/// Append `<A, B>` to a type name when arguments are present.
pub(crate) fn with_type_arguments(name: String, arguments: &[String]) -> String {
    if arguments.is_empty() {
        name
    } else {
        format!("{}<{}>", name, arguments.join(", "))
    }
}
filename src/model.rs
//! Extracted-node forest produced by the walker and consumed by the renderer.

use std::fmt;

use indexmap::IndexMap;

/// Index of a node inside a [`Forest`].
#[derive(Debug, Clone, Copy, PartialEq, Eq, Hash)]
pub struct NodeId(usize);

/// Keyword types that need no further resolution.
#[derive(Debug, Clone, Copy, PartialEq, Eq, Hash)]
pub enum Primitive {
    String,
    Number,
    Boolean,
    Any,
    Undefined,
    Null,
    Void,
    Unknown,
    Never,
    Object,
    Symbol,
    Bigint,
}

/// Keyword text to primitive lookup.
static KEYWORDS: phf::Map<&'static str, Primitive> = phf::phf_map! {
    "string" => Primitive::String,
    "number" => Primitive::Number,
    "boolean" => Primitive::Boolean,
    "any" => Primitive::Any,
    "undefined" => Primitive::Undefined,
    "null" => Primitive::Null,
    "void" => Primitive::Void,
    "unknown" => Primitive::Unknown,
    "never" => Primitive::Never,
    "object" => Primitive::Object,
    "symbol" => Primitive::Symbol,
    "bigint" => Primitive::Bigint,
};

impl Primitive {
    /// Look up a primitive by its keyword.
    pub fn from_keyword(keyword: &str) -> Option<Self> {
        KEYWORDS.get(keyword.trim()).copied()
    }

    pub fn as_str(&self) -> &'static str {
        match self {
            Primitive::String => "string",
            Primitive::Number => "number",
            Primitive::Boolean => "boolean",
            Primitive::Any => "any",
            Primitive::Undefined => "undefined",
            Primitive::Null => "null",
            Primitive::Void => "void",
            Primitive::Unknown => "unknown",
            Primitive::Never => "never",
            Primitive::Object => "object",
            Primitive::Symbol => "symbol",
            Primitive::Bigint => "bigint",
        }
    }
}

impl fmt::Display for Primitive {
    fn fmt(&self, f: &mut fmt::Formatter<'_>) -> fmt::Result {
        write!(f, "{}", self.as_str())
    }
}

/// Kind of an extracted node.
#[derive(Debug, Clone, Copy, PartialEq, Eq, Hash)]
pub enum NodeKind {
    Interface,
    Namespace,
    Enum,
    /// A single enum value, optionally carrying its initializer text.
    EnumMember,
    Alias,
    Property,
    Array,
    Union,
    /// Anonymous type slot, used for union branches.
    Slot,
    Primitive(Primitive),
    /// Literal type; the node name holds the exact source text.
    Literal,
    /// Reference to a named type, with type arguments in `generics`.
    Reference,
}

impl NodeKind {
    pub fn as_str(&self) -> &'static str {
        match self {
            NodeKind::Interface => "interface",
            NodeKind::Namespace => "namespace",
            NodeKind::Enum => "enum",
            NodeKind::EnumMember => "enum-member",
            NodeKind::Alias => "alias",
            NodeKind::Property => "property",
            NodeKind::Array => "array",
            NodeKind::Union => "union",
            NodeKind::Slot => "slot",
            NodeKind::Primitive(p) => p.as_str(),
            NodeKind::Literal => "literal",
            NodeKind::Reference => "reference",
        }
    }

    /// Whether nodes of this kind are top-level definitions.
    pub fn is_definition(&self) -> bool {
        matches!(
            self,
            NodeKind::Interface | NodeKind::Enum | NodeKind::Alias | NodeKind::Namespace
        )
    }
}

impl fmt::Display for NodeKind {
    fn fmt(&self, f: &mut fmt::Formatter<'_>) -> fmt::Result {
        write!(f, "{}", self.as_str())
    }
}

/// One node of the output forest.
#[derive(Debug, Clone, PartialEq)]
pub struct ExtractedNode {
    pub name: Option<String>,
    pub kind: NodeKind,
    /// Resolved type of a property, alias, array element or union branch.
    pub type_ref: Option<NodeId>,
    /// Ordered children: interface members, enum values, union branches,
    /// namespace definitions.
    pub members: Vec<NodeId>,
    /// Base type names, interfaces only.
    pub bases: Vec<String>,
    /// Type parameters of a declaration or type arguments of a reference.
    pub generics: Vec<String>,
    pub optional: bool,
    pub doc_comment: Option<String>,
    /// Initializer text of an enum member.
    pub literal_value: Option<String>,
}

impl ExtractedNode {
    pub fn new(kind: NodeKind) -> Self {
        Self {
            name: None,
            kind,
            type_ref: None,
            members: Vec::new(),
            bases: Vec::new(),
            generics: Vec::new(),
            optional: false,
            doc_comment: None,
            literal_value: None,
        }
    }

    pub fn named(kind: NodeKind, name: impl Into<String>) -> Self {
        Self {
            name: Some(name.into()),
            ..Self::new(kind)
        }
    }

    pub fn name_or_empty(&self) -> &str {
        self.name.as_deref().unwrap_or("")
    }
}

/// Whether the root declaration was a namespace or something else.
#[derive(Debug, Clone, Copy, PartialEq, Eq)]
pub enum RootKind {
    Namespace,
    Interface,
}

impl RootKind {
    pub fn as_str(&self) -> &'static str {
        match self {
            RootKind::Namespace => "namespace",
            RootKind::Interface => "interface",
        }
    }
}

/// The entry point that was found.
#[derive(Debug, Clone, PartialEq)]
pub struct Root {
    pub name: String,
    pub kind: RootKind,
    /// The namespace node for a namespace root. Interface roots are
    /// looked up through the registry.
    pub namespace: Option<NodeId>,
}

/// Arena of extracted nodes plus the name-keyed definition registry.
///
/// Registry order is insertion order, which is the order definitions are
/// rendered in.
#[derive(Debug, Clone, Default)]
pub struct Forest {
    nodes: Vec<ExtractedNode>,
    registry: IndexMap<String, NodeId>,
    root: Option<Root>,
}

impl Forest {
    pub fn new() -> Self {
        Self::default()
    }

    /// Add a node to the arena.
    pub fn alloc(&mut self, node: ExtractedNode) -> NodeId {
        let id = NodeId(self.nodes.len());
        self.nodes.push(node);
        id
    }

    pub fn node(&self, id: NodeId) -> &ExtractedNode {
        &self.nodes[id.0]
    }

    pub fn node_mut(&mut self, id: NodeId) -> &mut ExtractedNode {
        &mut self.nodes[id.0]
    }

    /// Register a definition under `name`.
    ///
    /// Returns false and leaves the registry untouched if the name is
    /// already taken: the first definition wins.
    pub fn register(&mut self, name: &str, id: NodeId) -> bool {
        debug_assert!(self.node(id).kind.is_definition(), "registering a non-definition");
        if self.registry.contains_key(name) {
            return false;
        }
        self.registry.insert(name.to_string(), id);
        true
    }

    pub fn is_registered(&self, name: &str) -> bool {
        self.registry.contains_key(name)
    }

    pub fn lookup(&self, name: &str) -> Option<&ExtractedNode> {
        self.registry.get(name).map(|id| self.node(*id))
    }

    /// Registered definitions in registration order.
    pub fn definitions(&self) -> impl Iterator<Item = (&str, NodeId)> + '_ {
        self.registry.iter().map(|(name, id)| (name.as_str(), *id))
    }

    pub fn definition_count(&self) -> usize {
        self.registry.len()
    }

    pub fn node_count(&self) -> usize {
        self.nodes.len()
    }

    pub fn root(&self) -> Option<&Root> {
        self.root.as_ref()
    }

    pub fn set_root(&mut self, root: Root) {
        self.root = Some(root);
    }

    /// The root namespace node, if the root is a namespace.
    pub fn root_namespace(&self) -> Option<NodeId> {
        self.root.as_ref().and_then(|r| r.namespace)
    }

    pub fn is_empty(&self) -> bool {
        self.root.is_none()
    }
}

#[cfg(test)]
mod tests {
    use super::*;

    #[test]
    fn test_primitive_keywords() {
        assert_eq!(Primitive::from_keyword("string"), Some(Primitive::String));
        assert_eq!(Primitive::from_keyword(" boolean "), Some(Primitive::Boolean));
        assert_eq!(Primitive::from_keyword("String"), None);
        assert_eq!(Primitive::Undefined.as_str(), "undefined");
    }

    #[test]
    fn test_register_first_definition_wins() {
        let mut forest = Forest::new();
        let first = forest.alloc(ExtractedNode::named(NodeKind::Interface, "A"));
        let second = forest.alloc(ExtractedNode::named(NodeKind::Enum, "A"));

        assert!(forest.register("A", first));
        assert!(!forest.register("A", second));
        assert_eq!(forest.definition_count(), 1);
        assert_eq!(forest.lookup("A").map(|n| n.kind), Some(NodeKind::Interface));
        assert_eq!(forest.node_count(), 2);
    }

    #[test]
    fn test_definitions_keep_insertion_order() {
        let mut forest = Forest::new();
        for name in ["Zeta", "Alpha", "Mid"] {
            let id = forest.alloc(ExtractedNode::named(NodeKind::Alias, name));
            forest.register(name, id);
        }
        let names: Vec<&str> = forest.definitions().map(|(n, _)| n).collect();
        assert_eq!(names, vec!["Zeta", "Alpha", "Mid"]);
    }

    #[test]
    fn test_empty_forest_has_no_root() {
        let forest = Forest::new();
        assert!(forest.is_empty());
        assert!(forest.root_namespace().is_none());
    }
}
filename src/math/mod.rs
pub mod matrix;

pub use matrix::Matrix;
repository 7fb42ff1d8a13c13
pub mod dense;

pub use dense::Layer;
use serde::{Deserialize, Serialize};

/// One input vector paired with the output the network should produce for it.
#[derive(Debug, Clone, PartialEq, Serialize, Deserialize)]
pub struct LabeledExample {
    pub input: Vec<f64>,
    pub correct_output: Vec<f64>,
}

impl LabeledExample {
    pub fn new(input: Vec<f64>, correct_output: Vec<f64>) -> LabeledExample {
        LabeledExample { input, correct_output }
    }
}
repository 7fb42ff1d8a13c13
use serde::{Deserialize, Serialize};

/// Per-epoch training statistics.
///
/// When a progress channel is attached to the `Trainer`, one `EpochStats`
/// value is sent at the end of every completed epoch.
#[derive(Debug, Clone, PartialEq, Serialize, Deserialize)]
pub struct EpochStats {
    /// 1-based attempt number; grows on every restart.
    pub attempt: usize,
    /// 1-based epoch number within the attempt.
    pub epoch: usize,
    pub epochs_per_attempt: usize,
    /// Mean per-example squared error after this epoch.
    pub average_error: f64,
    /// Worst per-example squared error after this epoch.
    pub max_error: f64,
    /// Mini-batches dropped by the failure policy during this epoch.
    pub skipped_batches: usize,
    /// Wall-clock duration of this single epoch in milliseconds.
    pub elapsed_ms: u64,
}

_Goal of the exercise_
Copy out the lines above, from the one holding "during this epoch." through the final line, with no other lines.

_Output below_
    /// Mini-batches dropped by the failure policy during this epoch.
    pub skipped_batches: usize,
    /// Wall-clock duration of this single epoch in milliseconds.
    pub elapsed_ms: u64,
}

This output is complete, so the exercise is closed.